周元的符咒视角较低,看不清蛊银的全部面孔,只能看到它惨白无血色的下半张脸上始终挂着微笑,在黑夜中格外骇人。
这个体型高大,充满压迫感的男人终于离开了。
周元猜测这也是鬼域中的一个阴魂,受到鬼王操控的那种阴魂,平常像个正常人一样,一旦触犯了杀人规则就会暴起杀人。
周元思考着,准备去其他符咒的视角看看,却突然发现厨房附近再次响起了脚步声。
还有水滴滴答的声音。
待到声音越来越近,才发现又是刚才那个男人。
不,不对,这个人影虽然穿着跟刚才高大男人一样的衣服,外貌也同样惨白如尸体一般。
但就是给人一种格外压抑疯狂的感觉。
周元看到这个高大的人影走到厨房里,四下里看了看,面无表情地将手中的一个麻袋扔到了地上。

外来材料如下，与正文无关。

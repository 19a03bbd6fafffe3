//! Integration tests for CLI commands.
//!
//! Tests that verify command functionality end-to-end with actual operations.
//! Note: Some tests are simplified because they require a running server.

#![allow(deprecated)] // Command::cargo_bin is deprecated but replacement requires newer assert_cmd

use assert_cmd::Command;
use predicates::prelude::*;
use std::fs;
use tempfile::TempDir;

// ============================================================================
// Tenant Commands (require server connection - test help/validation only)
// ============================================================================

#[test]
fn tenant_create_requires_id_and_name() {
    Command::cargo_bin("kimberlite")
        .unwrap()
        .args(["tenant", "create"])
        .assert()
        .failure()
        .stderr(predicate::str::contains("required"));
}

#[test]
fn tenant_create_requires_name() {
    Command::cargo_bin("kimberlite")
        .unwrap()
        .args(["tenant", "create", "--id", "1"])
        .assert()
        .failure()
        .stderr(predicate::str::contains("required"));
}

#[test]
fn tenant_create_help_shows_options() {
    Command::cargo_bin("kimberlite")
        .unwrap()
        .args(["tenant", "create", "--help"])
        .assert()
        .success()
        .stdout(predicate::str::contains("--id"))
        .stdout(predicate::str::contains("--name"));
}

#[test]
fn tenant_list_help_works() {
    Command::cargo_bin("kimberlite")
        .unwrap()
        .args(["tenant", "list", "--help"])
        .assert()
        .success();
}

#[test]
fn tenant_delete_help_shows_options() {
    Command::cargo_bin("kimberlite")
        .unwrap()
        .args(["tenant", "delete", "--help"])
        .assert()
        .success();
}

// ============================================================================
// Config Commands
// ============================================================================

#[test]
fn config_show_works_in_initialized_project() {
    let temp = TempDir::new().unwrap();

    // Initialize project first
    Command::cargo_bin("kimberlite")
        .unwrap()
        .args(["init", temp.path().to_str().unwrap(), "--yes"])
        .assert()
        .success();

    // Show config
    Command::cargo_bin("kimberlite")
        .unwrap()
        .args(["config", "show", "--project", temp.path().to_str().unwrap()])
        .assert()
        .success();
}

#[test]
fn config_validate_works_in_initialized_project() {
    let temp = TempDir::new().unwrap();

    // Initialize project
    Command::cargo_bin("kimberlite")
        .unwrap()
        .args(["init", temp.path().to_str().unwrap(), "--yes"])
        .assert()
        .success();

    // Validate config
    Command::cargo_bin("kimberlite")
        .unwrap()
        .args([
            "config",
            "validate",
            "--project",
            temp.path().to_str().unwrap(),
        ])
        .assert()
        .success();
}

#[test]
fn config_show_supports_format_options() {
    Command::cargo_bin("kimberlite")
        .unwrap()
        .args(["config", "show", "--help"])
        .assert()
        .success()
        .stdout(predicate::str::contains("--format"))
        .stdout(predicate::str::contains("json"));
}

#[test]
fn config_validate_help_works() {
    Command::cargo_bin("kimberlite")
        .unwrap()
        .args(["config", "validate", "--help"])
        .assert()
        .success();
}

// ============================================================================
// Cluster Commands
// ============================================================================

#[test]
fn cluster_init_creates_cluster_config() {
    let temp = TempDir::new().unwrap();

    // Initialize project first
    Command::cargo_bin("kimberlite")
        .unwrap()
        .args(["init", temp.path().to_str().unwrap(), "--yes"])
        .assert()
        .success();

    // Initialize cluster
    Command::cargo_bin("kimberlite")
        .unwrap()
        .args([
            "cluster",
            "init",
            "--nodes",
            "3",
            "--project",
            temp.path().to_str().unwrap(),
        ])
        .assert()
        .success();
}

#[test]
fn cluster_init_default_nodes() {
    let temp = TempDir::new().unwrap();

    Command::cargo_bin("kimberlite")
        .unwrap()
        .args(["init", temp.path().to_str().unwrap(), "--yes"])
        .assert()
        .success();

    // Init without --nodes should use default (3)
    Command::cargo_bin("kimberlite")
        .unwrap()
        .args([
            "cluster",
            "init",
            "--project",
            temp.path().to_str().unwrap(),
        ])
        .assert()
        .success();
}

#[test]
fn cluster_status_help_works() {
    Command::cargo_bin("kimberlite")
        .unwrap()
        .args(["cluster", "status", "--help"])
        .assert()
        .success()
        .stdout(predicate::str::contains("status"));
}

#[test]
fn cluster_stop_help_shows_options() {
    Command::cargo_bin("kimberlite")
        .unwrap()
        .args(["cluster", "stop", "--help"])
        .assert()
        .success();
}

// ============================================================================
// Migration Commands
// ============================================================================

#[test]
fn migration_create_generates_file() {
    let temp = TempDir::new().unwrap();

    // Initialize project (this creates migrations/ directory)
    Command::cargo_bin("kimberlite")
        .unwrap()
        .args(["init", temp.path().to_str().unwrap(), "--yes"])
        .assert()
        .success();

    // Verify migrations directory was created by init
    let migrations_dir = temp.path().join("migrations");
    assert!(
        migrations_dir.exists(),
        "migrations directory should be created by init"
    );

    // Create migration - note we run from the project directory since
    // the CLI uses relative paths for state_dir
    Command::cargo_bin("kimberlite")
        .unwrap()
        .current_dir(temp.path())
        .args(["migration", "create", "add_users_table"])
        .assert()
        .success();

    // Verify migration file was created
    let entries: Vec<_> = fs::read_dir(&migrations_dir)
        .expect("migrations directory should exist")
        .filter_map(Result::ok)
        .collect();

    // Should have at least one migration file (plus possibly .gitkeep)
    let migration_files: Vec<_> = entries
        .iter()
        .filter(|e| {
            e.path()
                .extension()
                .and_then(|s| s.to_str())
                .is_some_and(|s| s == "sql" || s == "toml")
        })
        .collect();

    assert!(
        !migration_files.is_empty(),
        "migration file should be created"
    );
}

#[test]
fn migration_status_works_in_project() {
    let temp = TempDir::new().unwrap();

    // Initialize project
    Command::cargo_bin("kimberlite")
        .unwrap()
        .args(["init", temp.path().to_str().unwrap(), "--yes"])
        .assert()
        .success();

    // Check migration status
    Command::cargo_bin("kimberlite")
        .unwrap()
        .args([
            "migration",
            "status",
            "--project",
            temp.path().to_str().unwrap(),
        ])
        .assert()
        .success();
}

#[test]
fn migration_create_requires_name() {
    let temp = TempDir::new().unwrap();

    Command::cargo_bin("kimberlite")
        .unwrap()
        .args([
            "migration",
            "create",
            "--project",
            temp.path().to_str().unwrap(),
        ])
        .assert()
        .failure()
        .stderr(predicate::str::contains("required"));
}

#[test]
fn migration_validate_help_works() {
    Command::cargo_bin("kimberlite")
        .unwrap()
        .args(["migration", "validate", "--help"])
        .assert()
        .success();
}

// ============================================================================
// Init Command (Extended Tests)
// ============================================================================

#[test]
fn init_creates_required_directories() {
    let temp = TempDir::new().unwrap();
    let project_dir = temp.path().join("my-project");

    Command::cargo_bin("kimberlite")
        .unwrap()
        .args(["init", project_dir.to_str().unwrap(), "--yes"])
        .assert()
        .success();

    // Verify project directory exists
    assert!(project_dir.exists());

    // Verify expected files/directories
    assert!(project_dir.join("kimberlite.toml").exists());
    assert!(project_dir.join("migrations").exists());
}

#[test]
fn init_with_yes_flag_skips_prompts() {
    let temp = TempDir::new().unwrap();
    let project_dir = temp.path().join("auto-init");

    Command::cargo_bin("kimberlite")
        .unwrap()
        .args(["init", project_dir.to_str().unwrap(), "--yes"])
        .assert()
        .success();

    assert!(project_dir.exists());
}

#[test]
fn init_current_directory_works() {
    let temp = TempDir::new().unwrap();

    // Change to temp directory and init with default path
    std::env::set_current_dir(&temp).unwrap();

    Command::cargo_bin("kimberlite")
        .unwrap()
        .args(["init", "--yes"])
        .assert()
        .success();

    // Verify files were created in current directory
    assert!(temp.path().join("kimberlite.toml").exists());
}

// ============================================================================
// Stream Commands (Extended Tests)
// ============================================================================

#[test]
fn stream_help_shows_subcommands() {
    Command::cargo_bin("kimberlite")
        .unwrap()
        .args(["stream", "--help"])
        .assert()
        .success()
        .stdout(predicate::str::contains("create"))
        .stdout(predicate::str::contains("list"));
}

#[test]
fn stream_list_help_works() {
    Command::cargo_bin("kimberlite")
        .unwrap()
        .args(["stream", "list", "--help"])
        .assert()
        .success()
        .stdout(predicate::str::contains("list"));
}

// ============================================================================
// Version and Info Commands
// ============================================================================

#[test]
fn info_command_works() {
    Command::cargo_bin("kimberlite")
        .unwrap()
        .args(["info", "--help"])
        .assert()
        .success();
}

// ============================================================================
// Error Handling Tests
// ============================================================================

#[test]
fn config_validate_in_nonexistent_project_fails() {
    Command::cargo_bin("kimberlite")
        .unwrap()
        .args(["config", "validate", "--project", "/nonexistent/project"])
        .assert()
        .failure();
}

#[test]
fn tenant_delete_requires_arguments() {
    Command::cargo_bin("kimberlite")
        .unwrap()
        .args(["tenant", "delete"])
        .assert()
        .failure();
}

刚才祂一路过来时,手中就拖着这个麻袋,不断有血水滴答作响从麻袋上落下来。
似乎准备将其扔掉,但一时找不到地方。
麻袋落地时没系紧,敞口摔出来许多支离破碎的肉块,不知是不是错觉,周元总觉得跟血肉鬼域里的肉块很像。
只不过麻袋里的肉块都被撕扯碎了,虽然没有像刚才一样变成肉泥,却也不遑多让,更像是被泄愤一样撕碎。